EXERCISE DESCRIPTION »
Search the records for the word "ArtifactCatalog" and copy every line in which it occurs.
=== Section Start ===
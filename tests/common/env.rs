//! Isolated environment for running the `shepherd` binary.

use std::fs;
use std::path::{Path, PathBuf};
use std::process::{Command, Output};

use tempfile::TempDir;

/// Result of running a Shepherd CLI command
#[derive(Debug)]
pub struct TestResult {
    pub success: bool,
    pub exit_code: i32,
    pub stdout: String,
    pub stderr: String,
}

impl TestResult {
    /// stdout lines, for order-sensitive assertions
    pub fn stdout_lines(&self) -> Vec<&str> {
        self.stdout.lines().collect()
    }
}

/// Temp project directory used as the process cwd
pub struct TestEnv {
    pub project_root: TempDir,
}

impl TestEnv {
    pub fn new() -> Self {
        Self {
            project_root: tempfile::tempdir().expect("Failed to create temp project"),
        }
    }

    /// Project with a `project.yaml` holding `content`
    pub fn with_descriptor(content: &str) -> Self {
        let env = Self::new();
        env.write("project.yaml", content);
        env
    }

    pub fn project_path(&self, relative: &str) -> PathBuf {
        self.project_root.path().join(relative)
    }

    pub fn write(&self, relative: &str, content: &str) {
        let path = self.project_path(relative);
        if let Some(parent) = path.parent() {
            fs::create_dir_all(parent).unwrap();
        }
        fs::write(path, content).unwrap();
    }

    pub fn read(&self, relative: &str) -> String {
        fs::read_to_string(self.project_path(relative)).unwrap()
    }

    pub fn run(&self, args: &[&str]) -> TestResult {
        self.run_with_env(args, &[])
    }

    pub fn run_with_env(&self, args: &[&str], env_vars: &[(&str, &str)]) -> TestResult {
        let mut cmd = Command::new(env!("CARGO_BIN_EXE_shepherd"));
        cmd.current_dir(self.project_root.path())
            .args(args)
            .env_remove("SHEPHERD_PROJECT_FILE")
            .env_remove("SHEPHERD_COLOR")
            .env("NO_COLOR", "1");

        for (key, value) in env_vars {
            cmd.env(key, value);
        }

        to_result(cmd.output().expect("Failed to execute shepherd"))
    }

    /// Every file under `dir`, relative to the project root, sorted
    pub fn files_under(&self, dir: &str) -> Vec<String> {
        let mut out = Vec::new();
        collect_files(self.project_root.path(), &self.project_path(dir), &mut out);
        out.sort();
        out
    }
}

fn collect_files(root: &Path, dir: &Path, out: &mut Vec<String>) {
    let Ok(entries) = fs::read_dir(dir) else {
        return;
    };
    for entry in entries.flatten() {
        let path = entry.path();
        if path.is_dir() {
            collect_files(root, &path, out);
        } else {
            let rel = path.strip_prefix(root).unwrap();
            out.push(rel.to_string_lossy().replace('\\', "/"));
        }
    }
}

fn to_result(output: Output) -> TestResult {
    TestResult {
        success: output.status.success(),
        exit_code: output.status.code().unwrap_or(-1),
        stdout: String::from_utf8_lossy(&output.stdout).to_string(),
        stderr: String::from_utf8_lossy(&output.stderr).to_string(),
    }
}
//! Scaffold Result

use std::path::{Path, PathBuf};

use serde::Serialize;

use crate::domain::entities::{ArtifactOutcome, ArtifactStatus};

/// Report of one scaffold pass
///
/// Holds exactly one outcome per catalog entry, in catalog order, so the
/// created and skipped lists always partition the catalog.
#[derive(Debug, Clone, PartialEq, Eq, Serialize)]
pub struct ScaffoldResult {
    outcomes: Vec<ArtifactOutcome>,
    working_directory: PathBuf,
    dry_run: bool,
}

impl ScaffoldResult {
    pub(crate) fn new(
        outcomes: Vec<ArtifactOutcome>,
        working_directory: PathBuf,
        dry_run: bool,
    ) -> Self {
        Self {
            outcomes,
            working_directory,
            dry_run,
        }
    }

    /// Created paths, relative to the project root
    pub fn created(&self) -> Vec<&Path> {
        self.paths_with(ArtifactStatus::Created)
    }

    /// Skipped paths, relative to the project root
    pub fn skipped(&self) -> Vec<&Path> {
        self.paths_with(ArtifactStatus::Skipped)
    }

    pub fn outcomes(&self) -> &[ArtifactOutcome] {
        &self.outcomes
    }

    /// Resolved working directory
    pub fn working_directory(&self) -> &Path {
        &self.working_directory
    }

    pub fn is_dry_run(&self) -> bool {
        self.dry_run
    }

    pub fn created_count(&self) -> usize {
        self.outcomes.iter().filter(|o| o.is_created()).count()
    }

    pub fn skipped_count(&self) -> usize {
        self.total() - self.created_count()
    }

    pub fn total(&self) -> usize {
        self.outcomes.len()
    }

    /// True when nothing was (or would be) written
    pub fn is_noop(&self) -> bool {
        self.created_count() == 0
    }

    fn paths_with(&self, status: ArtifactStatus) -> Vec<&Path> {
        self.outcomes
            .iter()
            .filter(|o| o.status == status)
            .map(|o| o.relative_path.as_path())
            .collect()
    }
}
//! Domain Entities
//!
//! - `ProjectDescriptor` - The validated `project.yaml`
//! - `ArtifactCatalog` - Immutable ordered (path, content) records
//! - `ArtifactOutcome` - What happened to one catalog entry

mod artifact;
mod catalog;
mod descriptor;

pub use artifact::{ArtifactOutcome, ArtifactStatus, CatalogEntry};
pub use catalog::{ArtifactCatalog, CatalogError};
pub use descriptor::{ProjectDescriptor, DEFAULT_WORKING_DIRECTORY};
=== Section End ===
ANSWER TO THE EXERCISE »
//! - `ArtifactCatalog` - Immutable ordered (path, content) records
pub use catalog::{ArtifactCatalog, CatalogError};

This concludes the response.